On 9/9/19 8:45 AM, Robbin Ehn wrote:
> Hi all,
>
> Me and Erik had some offline discussions, which ended up in this 
> incremental change:
> http://cr.openjdk.java.net/~rehn/8226705/v2/inc/webrev/
>
> Full:
> http://cr.openjdk.java.net/~rehn/8226705/v2/full/webrev/

Thanks for coming back to this change! I know it has been a
difficult one...

Going with the full webrev since it has been so long since I looked
at the original changes:

src/hotspot/share/aot/aotCodeHeap.cpp
     No comments.

src/hotspot/share/aot/aotCompiledMethod.cpp
     No comments.

src/hotspot/share/aot/aotCompiledMethod.hpp
     Hmmm... No changes to this file.

src/hotspot/share/ci/ciEnv.cpp
     No comments.

src/hotspot/share/code/codeCache.cpp
     No comments.

src/hotspot/share/code/compiledMethod.cpp
     No comments.

src/hotspot/share/code/compiledMethod.hpp
     No comments.

src/hotspot/share/code/nmethod.cpp
     No comments.

src/hotspot/share/code/nmethod.hpp
     No comments.

src/hotspot/share/gc/z/zBarrierSetNMethod.cpp
     No comments.

src/hotspot/share/gc/z/zNMethod.cpp
     No comments.

src/hotspot/share/jvmci/jvmciEnv.cpp
     No comments.

src/hotspot/share/jvmci/jvmciRuntime.cpp
     No comments.

src/hotspot/share/oops/instanceKlass.cpp
     No comments.

src/hotspot/share/oops/method.cpp
     No comments.

src/hotspot/share/oops/method.hpp
     No comments.

src/hotspot/share/prims/jvmtiEventController.cpp
     No comments.

src/hotspot/share/prims/methodHandles.cpp
     No comments.

src/hotspot/share/prims/whitebox.cpp
     No comments.

src/hotspot/share/runtime/biasedLocking.cpp
     L729: void BiasedLocking::revoke_own_locks(Handle obj, TRAPS) {
         Perhaps add:
           assert(THREAD->is_Java_thread(), "must be called by a 
JavaThread");
           JavaThread* thread = (JavaThread*)THREAD;

         and then switch uses of 'THREAD' for 'thread'. This way we
         are not casting away a bad caller...
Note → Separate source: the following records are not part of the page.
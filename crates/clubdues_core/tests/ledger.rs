use clubdues_core::db::open_db_in_memory;
use clubdues_core::{
    ClubError, GroupId, LedgerService, MemberDraft, MemberId, Period, PeriodRange, RosterService,
    SqliteEntityStore, SqliteRosterRepository, ValidationError,
};
use rusqlite::Connection;
use std::collections::BTreeSet;
use uuid::Uuid;

fn setup() -> Connection {
    open_db_in_memory().unwrap()
}

fn period(text: &str) -> Period {
    Period::parse(text).unwrap()
}

fn payment_rows(conn: &Connection, member_id: MemberId, period: Period) -> i64 {
    conn.query_row(
        "SELECT COUNT(*) FROM payments WHERE member_uuid = ?1 AND period = ?2;",
        [member_id.to_string(), period.to_string()],
        |row| row.get(0),
    )
    .unwrap()
}

struct Club {
    juniors: GroupId,
    seniors: GroupId,
    alex: MemberId,
    maria: MemberId,
    boris: MemberId,
}

fn seed(roster: &RosterService<SqliteRosterRepository<'_>>) -> Club {
    let juniors = roster.create_group("Juniors", None).unwrap();
    let seniors = roster.create_group("Seniors", None).unwrap();
    let alex = roster.add_member(MemberDraft::named("Alex"), juniors).unwrap();
    let maria = roster.add_member(MemberDraft::named("Maria"), juniors).unwrap();
    let boris = roster.add_member(MemberDraft::named("Boris"), seniors).unwrap();
    Club {
        juniors,
        seniors,
        alex,
        maria,
        boris,
    }
}

#[test]
fn record_payment_then_duplicate_keeps_single_row() {
    let conn = setup();
    let roster = RosterService::new(SqliteRosterRepository::try_new(&conn).unwrap());
    let ledger = LedgerService::new(SqliteEntityStore::try_new(&conn).unwrap());
    let club = seed(&roster);
    let march = period("2024-03");

    let unpaid: Vec<String> = ledger
        .unpaid_members(march, club.juniors)
        .unwrap()
        .into_iter()
        .map(|member| member.name)
        .collect();
    assert_eq!(unpaid, vec!["Alex", "Maria"]);

    ledger.record_payment(club.alex, march).unwrap();
    assert!(ledger.is_paid(club.alex, march).unwrap());

    let unpaid: Vec<String> = ledger
        .unpaid_members(march, club.juniors)
        .unwrap()
        .into_iter()
        .map(|member| member.name)
        .collect();
    assert_eq!(unpaid, vec!["Maria"]);

    let err = ledger.record_payment(club.alex, march).unwrap_err();
    assert!(err.is_duplicate());
    assert!(matches!(
        err,
        ClubError::Duplicate { member_id, period } if member_id == club.alex && period == march
    ));
    assert_eq!(payment_rows(&conn, club.alex, march), 1);
}

#[test]
fn reassigned_member_keeps_payment_and_moves_groups() {
    let conn = setup();
    let roster = RosterService::new(SqliteRosterRepository::try_new(&conn).unwrap());
    let ledger = LedgerService::new(SqliteEntityStore::try_new(&conn).unwrap());
    let club = seed(&roster);
    let march = period("2024-03");
    ledger.record_payment(club.alex, march).unwrap();

    roster.reassign_member(club.alex, club.seniors).unwrap();

    let seniors: Vec<(String, bool)> = ledger
        .payments_for_period(march, Some(club.seniors))
        .unwrap()
        .into_iter()
        .map(|status| (status.member_name, status.paid))
        .collect();
    assert_eq!(
        seniors,
        vec![("Alex".to_string(), true), ("Boris".to_string(), false)]
    );

    let juniors: Vec<String> = ledger
        .payments_for_period(march, Some(club.juniors))
        .unwrap()
        .into_iter()
        .map(|status| status.member_name)
        .collect();
    assert_eq!(juniors, vec!["Maria"]);

    let history = ledger.all_payments(Some(club.seniors), None).unwrap();
    assert_eq!(history.len(), 1);
    assert_eq!(history[0].group_name, "Seniors");
}

#[test]
fn unpaid_and_paid_partition_the_group() {
    let conn = setup();
    let roster = RosterService::new(SqliteRosterRepository::try_new(&conn).unwrap());
    let ledger = LedgerService::new(SqliteEntityStore::try_new(&conn).unwrap());
    let club = seed(&roster);
    let april = period("2024-04");
    ledger.record_payment(club.maria, april).unwrap();
    ledger.record_payment(club.boris, april).unwrap();

    let members: BTreeSet<MemberId> = roster
        .list_members(Some(club.juniors))
        .unwrap()
        .into_iter()
        .map(|member| member.member_id)
        .collect();
    let unpaid: BTreeSet<MemberId> = ledger
        .unpaid_members(april, club.juniors)
        .unwrap()
        .into_iter()
        .map(|member| member.member_id)
        .collect();
    let paid: BTreeSet<MemberId> = ledger
        .payments_for_period(april, Some(club.juniors))
        .unwrap()
        .into_iter()
        .filter(|status| status.paid)
        .map(|status| status.member_id)
        .collect();

    assert!(unpaid.is_disjoint(&paid));
    let union: BTreeSet<MemberId> = unpaid.union(&paid).copied().collect();
    assert_eq!(union, members);
    assert_eq!(unpaid, BTreeSet::from([club.alex]));
}

#[test]
fn unpaid_across_club_without_group_filter() {
    let conn = setup();
    let roster = RosterService::new(SqliteRosterRepository::try_new(&conn).unwrap());
    let ledger = LedgerService::new(SqliteEntityStore::try_new(&conn).unwrap());
    let club = seed(&roster);
    let may = period("2024-05");
    ledger.record_payment(club.maria, may).unwrap();

    let names: Vec<String> = ledger
        .unpaid_members_in(may, None)
        .unwrap()
        .into_iter()
        .map(|member| member.name)
        .collect();
    assert_eq!(names, vec!["Alex", "Boris"]);
}

#[test]
fn unknown_ids_are_reported_not_found() {
    let conn = setup();
    let roster = RosterService::new(SqliteRosterRepository::try_new(&conn).unwrap());
    let ledger = LedgerService::new(SqliteEntityStore::try_new(&conn).unwrap());
    seed(&roster);
    let march = period("2024-03");

    let ghost = Uuid::new_v4();
    let err = ledger.record_payment(ghost, march).unwrap_err();
    assert!(matches!(err, ClubError::MemberNotFound(id) if id == ghost));

    let err = ledger.unpaid_members(march, ghost).unwrap_err();
    assert!(matches!(err, ClubError::GroupNotFound(id) if id == ghost));

    let err = ledger.payments_for_period(march, Some(ghost)).unwrap_err();
    assert!(err.is_not_found());
}

#[test]
fn record_payment_by_name_resolves_within_group() {
    let conn = setup();
    let roster = RosterService::new(SqliteRosterRepository::try_new(&conn).unwrap());
    let ledger = LedgerService::new(SqliteEntityStore::try_new(&conn).unwrap());
    let club = seed(&roster);
    let june = period("2024-06");

    ledger
        .record_payment_by_name(club.juniors, " Alex ", june)
        .unwrap();
    assert!(ledger.is_paid(club.alex, june).unwrap());

    let err = ledger
        .record_payment_by_name(club.juniors, "Boris", june)
        .unwrap_err();
    assert!(matches!(
        err,
        ClubError::MemberNameNotFound { ref name, .. } if name == "Boris"
    ));

    let err = ledger
        .record_payment_by_name(club.juniors, "Alex", june)
        .unwrap_err();
    assert!(err.is_duplicate());
}

#[test]
fn monthly_counts_skip_empty_months_and_sum_to_rows() {
    let conn = setup();
    let roster = RosterService::new(SqliteRosterRepository::try_new(&conn).unwrap());
    let ledger = LedgerService::new(SqliteEntityStore::try_new(&conn).unwrap());
    let club = seed(&roster);

    ledger.record_payment(club.alex, period("2024-01")).unwrap();
    ledger.record_payment(club.maria, period("2024-01")).unwrap();
    ledger.record_payment(club.boris, period("2024-11")).unwrap();
    ledger.record_payment(club.alex, period("2023-11")).unwrap();

    let counts: Vec<(u8, u64)> = ledger
        .monthly_counts(2024)
        .unwrap()
        .into_iter()
        .map(|count| (count.month, count.count))
        .collect();
    assert_eq!(counts, vec![(1, 2), (11, 1)]);

    let total: u64 = counts.iter().map(|(_, count)| count).sum();
    let rows: i64 = conn
        .query_row(
            "SELECT COUNT(*) FROM payments WHERE period LIKE '2024-%';",
            [],
            |row| row.get(0),
        )
        .unwrap();
    assert_eq!(total, rows as u64);

    assert!(ledger.monthly_counts(1999).unwrap().is_empty());
}

#[test]
fn monthly_counts_rejects_non_four_digit_year() {
    let conn = setup();
    let ledger = LedgerService::new(SqliteEntityStore::try_new(&conn).unwrap());

    let err = ledger.monthly_counts(24).unwrap_err();
    assert!(matches!(
        err,
        ClubError::Validation(ValidationError::InvalidYear(24))
    ));
}

#[test]
fn all_payments_filters_by_range_newest_first() {
    let conn = setup();
    let roster = RosterService::new(SqliteRosterRepository::try_new(&conn).unwrap());
    let ledger = LedgerService::new(SqliteEntityStore::try_new(&conn).unwrap());
    let club = seed(&roster);

    for text in ["2024-01", "2024-02", "2024-03", "2024-04"] {
        ledger.record_payment(club.alex, period(text)).unwrap();
    }
    ledger.record_payment(club.boris, period("2024-03")).unwrap();

    let listed: Vec<(String, String)> = ledger
        .all_payments(
            None,
            Some(PeriodRange::new(period("2024-02"), period("2024-03"))),
        )
        .unwrap()
        .into_iter()
        .map(|row| (row.period.to_string(), row.member_name))
        .collect();
    assert_eq!(
        listed,
        vec![
            ("2024-03".to_string(), "Alex".to_string()),
            ("2024-03".to_string(), "Boris".to_string()),
            ("2024-02".to_string(), "Alex".to_string()),
        ]
    );

    let inverted = ledger
        .all_payments(
            None,
            Some(PeriodRange::new(period("2024-04"), period("2024-01"))),
        )
        .unwrap();
    assert!(inverted.is_empty());
}

#[test]
fn juniors_scenario_end_to_end() {
    let conn = setup();
    let roster = RosterService::new(SqliteRosterRepository::try_new(&conn).unwrap());
    let ledger = LedgerService::new(SqliteEntityStore::try_new(&conn).unwrap());

    let juniors = roster.create_group("Juniors", None).unwrap();
    let alex = roster.add_member(MemberDraft::named("Alex"), juniors).unwrap();
    let march = period("2024-03");

    let payment_id = ledger.record_payment(alex, march).unwrap();
    let stored: String = conn
        .query_row(
            "SELECT payment_uuid FROM payments WHERE member_uuid = ?1;",
            [alex.to_string()],
            |row| row.get(0),
        )
        .unwrap();
    assert_eq!(stored, payment_id.to_string());

    assert!(ledger.record_payment(alex, march).unwrap_err().is_duplicate());
    assert!(ledger.unpaid_members(march, juniors).unwrap().is_empty());

    let april: Vec<String> = ledger
        .unpaid_members(period("2024-04"), juniors)
        .unwrap()
        .into_iter()
        .map(|member| member.name)
        .collect();
    assert_eq!(april, vec!["Alex"]);
}

#[test]
fn record_payment_by_shared_name_records_nothing() {
    let conn = setup();
    let roster = RosterService::new(SqliteRosterRepository::try_new(&conn).unwrap());
    let ledger = LedgerService::new(SqliteEntityStore::try_new(&conn).unwrap());
    let juniors = roster.create_group("Juniors", None).unwrap();
    let first = roster.add_member(MemberDraft::named("Alex"), juniors).unwrap();
    let second = roster.add_member(MemberDraft::named("Alex"), juniors).unwrap();
    let march = period("2024-03");

    let err = ledger
        .record_payment_by_name(juniors, "Alex", march)
        .unwrap_err();
    assert!(!err.is_duplicate());
    assert!(matches!(
        err,
        ClubError::AmbiguousMemberName { ref candidates, .. } if candidates.len() == 2
    ));
    assert!(!ledger.is_paid(first, march).unwrap());
    assert!(!ledger.is_paid(second, march).unwrap());

    // Both namesakes stay payable by id.
    ledger.record_payment(first, march).unwrap();
    ledger.record_payment(second, march).unwrap();
    assert!(ledger.unpaid_members(march, juniors).unwrap().is_empty());
}

#[test]
fn payments_for_period_without_group_covers_whole_club() {
    let conn = setup();
    let roster = RosterService::new(SqliteRosterRepository::try_new(&conn).unwrap());
    let ledger = LedgerService::new(SqliteEntityStore::try_new(&conn).unwrap());
    let club = seed(&roster);
    let march = period("2024-03");
    ledger.record_payment(club.boris, march).unwrap();

    let statuses: Vec<(String, bool)> = ledger
        .payments_for_period(march, None)
        .unwrap()
        .into_iter()
        .map(|status| (status.member_name, status.paid))
        .collect();
    assert_eq!(
        statuses,
        vec![
            ("Alex".to_string(), false),
            ("Boris".to_string(), true),
            ("Maria".to_string(), false),
        ]
    );
}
src/hotspot/share/runtime/biasedLocking.hpp
     L193:   // This should be called by a JavaThread to revoke the bias 
of an owned object
         Perhaps:
             // This must only be called by a JavaThread to revoke the 
bias of an owned object.

src/hotspot/share/runtime/deoptimization.cpp
     Moving the top part of Deoptimization::fetch_unroll_info_helper()
     made this hard to review, but I suspect leaving it in place would
     have been just as hard because of the refactor of code into
     eliminate_allocations() and eliminate_locks(). Did lots of
     scrolling of the frames windows and I think it looks correct...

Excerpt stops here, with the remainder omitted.